Kolkmann: Auch das Europaparlament überlegt ja in den Fraktionen, ob es tätig wird. Können sie sich auf eine gemeinsame Arbeit da verständigen? Es geht ja um die Beachtung der Menschrechtskonventionen und die Wahrung von Grundrechten. Muss es da ein größeres Nachspiel auch auf der Ebene des Europaparlaments geben?

Edathy: Es muss auf jeden Fall der amerikanischen Regierung deutlich vor Augen gehalten werden, dass es unter rechtstaatlichen Rahmenbedingungen überhaupt nicht akzeptiert werden kann, wenn ohne Konsultationen Zugriff genommen wird auf in diesem Falle einen deutschen Staatsbürger. Das ist ein unmögliches Verhalten, das ist wilder Westen, das ist nicht der Rechtsstandard, den wir von unseren Partnern erwarten und von dem wir auch ausgehen, dass er eingehalten werden muss. Und wenn die europäische Gemeinschaft da auch länderübergreifend ein klares Signal senden könnte nach Washington, wäre das sicherlich hilfreich.

Kolkmann: Bundeskanzlerin Merkel hat sich da ja relativ kritisch auch gegenüber der US-Außenministerin geäußert. Könnte es sein, dass es unterschiedliche Auffassungen über Rechtmäßigkeit und Geheimdienstaktivitäten, auch über den Folterbegriff gibt bei der US-Regierung und bei der Bundesregierung?
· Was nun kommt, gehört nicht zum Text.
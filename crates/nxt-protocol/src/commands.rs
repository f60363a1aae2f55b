//! NXT direct-command opcodes and the command set used by the bridge.
//!
//! Every telegram starts with a telegram-type byte followed by an opcode:
//! - `0x00`: direct command, reply requested
//! - `0x80`: direct command, no reply
//! - `0x02`: reply telegram (device to host)
//!
//! On the wire each telegram is preceded by a little-endian `u16` holding the
//! telegram length, excluding the two length bytes themselves.

#![deny(unsafe_op_in_unsafe_fn)]
#![deny(static_mut_refs)]

use crate::output::{
    build_keep_alive, build_play_tone, build_query_motor_position, build_reset_motor_position,
};

/// Telegram type: direct command, reply requested.
pub const DIRECT_COMMAND_REPLY: u8 = 0x00;
/// Telegram type: direct command, no reply.
pub const DIRECT_COMMAND_NO_REPLY: u8 = 0x80;
/// Telegram type: reply from the brick.
pub const REPLY_TELEGRAM: u8 = 0x02;

#[derive(Debug, Clone, Copy, PartialEq, Eq)]
pub enum DirectCommand {
    PlayTone,
    GetOutputState,
    ResetMotorPosition,
    KeepAlive,
}

impl DirectCommand {
    pub fn from_u8(val: u8) -> Option<Self> {
        match val {
            0x03 => Some(Self::PlayTone),
            0x06 => Some(Self::GetOutputState),
            0x0A => Some(Self::ResetMotorPosition),
            0x0D => Some(Self::KeepAlive),
            _ => None,
        }
    }

    pub fn to_u8(self) -> u8 {
        match self {
            Self::PlayTone => 0x03,
            Self::GetOutputState => 0x06,
            Self::ResetMotorPosition => 0x0A,
            Self::KeepAlive => 0x0D,
        }
    }
}

/// Status byte carried by every reply telegram.
#[derive(Debug, Clone, Copy, PartialEq, Eq, Default)]
pub enum ReplyStatus {
    Success,
    PendingCommunication,
    RequestFailed,
    UnknownOpcode,
    InsanePacket,
    OutOfRange,
    BadArguments,
    #[default]
    Unknown,
}

impl ReplyStatus {
    pub fn from_u8(val: u8) -> Self {
        match val {
            0x00 => Self::Success,
            0x20 => Self::PendingCommunication,
            0xBD => Self::RequestFailed,
            0xBE => Self::UnknownOpcode,
            0xBF => Self::InsanePacket,
            0xC0 => Self::OutOfRange,
            0xFF => Self::BadArguments,
            _ => Self::Unknown,
        }
    }

    pub fn is_success(self) -> bool {
        matches!(self, Self::Success)
    }
}

/// Commands the bridge sends to the brick.
#[derive(Debug, Clone, Copy, PartialEq, Eq)]
pub enum Command {
    /// `GETOUTPUTSTATE` for one motor port; the reply carries the rotation count.
    QueryMotorPosition { port: u8 },
    /// `RESETMOTORPOSITION` with `relative = false`, sent without reply.
    ResetMotorPosition { port: u8 },
    /// `PLAYTONE`, sent without reply.
    PlayTone { frequency_hz: u16, duration_ms: u16 },
    /// `KEEPALIVE`, sent without reply. Resets the brick's sleep timer.
    KeepAlive,
}

impl Command {
    pub fn direct_command(&self) -> DirectCommand {
        match self {
            Self::QueryMotorPosition { .. } => DirectCommand::GetOutputState,
            Self::ResetMotorPosition { .. } => DirectCommand::ResetMotorPosition,
            Self::PlayTone { .. } => DirectCommand::PlayTone,
            Self::KeepAlive => DirectCommand::KeepAlive,
        }
    }

    pub fn expects_reply(&self) -> bool {
        matches!(self, Self::QueryMotorPosition { .. })
    }

    /// Encode the command into a length-prefixed wire packet.
    pub fn encode(&self) -> Vec<u8> {
        match *self {
            Self::QueryMotorPosition { port } => build_query_motor_position(port).to_vec(),
            Self::ResetMotorPosition { port } => build_reset_motor_position(port).to_vec(),
            Self::PlayTone {
                frequency_hz,
                duration_ms,
            } => build_play_tone(frequency_hz, duration_ms).to_vec(),
            Self::KeepAlive => build_keep_alive().to_vec(),
        }
    }
}

#[cfg(test)]
mod tests {
    use super::*;

    #[test]
    fn test_direct_command_roundtrip() {
        let commands = [
            DirectCommand::PlayTone,
            DirectCommand::GetOutputState,
            DirectCommand::ResetMotorPosition,
            DirectCommand::KeepAlive,
        ];

        for cmd in commands {
            assert_eq!(DirectCommand::from_u8(cmd.to_u8()), Some(cmd));
        }
        assert_eq!(DirectCommand::from_u8(0x0B), None);
    }

    #[test]
    fn test_encode_query_motor_position() {
        let bytes = Command::QueryMotorPosition { port: 1 }.encode();
        assert_eq!(bytes, vec![0x03, 0x00, 0x00, 0x06, 0x01]);
    }

    #[test]
    fn test_encode_reset_motor_position() {
        let bytes = Command::ResetMotorPosition { port: 2 }.encode();
        assert_eq!(bytes, vec![0x04, 0x00, 0x80, 0x0A, 0x02, 0x00]);
    }

    #[test]
    fn test_encode_play_tone() {
        let bytes = Command::PlayTone {
            frequency_hz: 440,
            duration_ms: 500,
        }
        .encode();
        assert_eq!(bytes, vec![0x06, 0x00, 0x80, 0x03, 0xB8, 0x01, 0xF4, 0x01]);
    }

    #[test]
    fn test_encode_keep_alive() {
        assert_eq!(Command::KeepAlive.encode(), vec![0x02, 0x00, 0x80, 0x0D]);
    }

    #[test]
    fn test_only_query_expects_reply() {
        assert!(Command::QueryMotorPosition { port: 0 }.expects_reply());
        assert!(!Command::ResetMotorPosition { port: 0 }.expects_reply());
        assert!(!Command::KeepAlive.expects_reply());
        assert!(
            !Command::PlayTone {
                frequency_hz: 1000,
                duration_ms: 100
            }
            .expects_reply()
        );
    }

    #[test]
    fn test_reply_status_from_u8() {
        assert_eq!(ReplyStatus::from_u8(0x00), ReplyStatus::Success);
        assert_eq!(ReplyStatus::from_u8(0xC0), ReplyStatus::OutOfRange);
        assert_eq!(ReplyStatus::from_u8(0x42), ReplyStatus::Unknown);
        assert!(ReplyStatus::Success.is_success());
        assert!(!ReplyStatus::RequestFailed.is_success());
    }
}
Edathy: Das wäre schlimm, wenn es so wäre. Ich habe Äußerungen der amerikanischen Außenministerin vernommen in den letzten Stunden, die gesagt hat, sie hätte noch mal alle, die im Auftrag der amerikanischen Regierung handeln, darauf hingewiesen, dass Folter unzulässig und verboten ist. Dass es dieses Klarstellungsbedarfes offenkundig bedarf, dass der vorhanden ist, wundert mich schon ein bisschen. Wir haben jedenfalls die Aufgabe von unserem Rechtsverständnis her, unsere amerikanischen Partner natürlich darauf auch hinzuweisen, dass wir davon ausgehen, dass die Völkerrechtsverträge, die auch von den Amerikanern unterzeichnet worden sind, eingehalten werden. Und was da passiert ist mit Herrn El Masri, ist nach meinem Dafürhalten eindeutig rechtswidrig.

Kolkmann: Das war der Vorsitzende des Innenausschusses im Bundestag Sebastian Edathy von der SPD. Vielen Dank für das Interview in Deutschlandradio Kultur.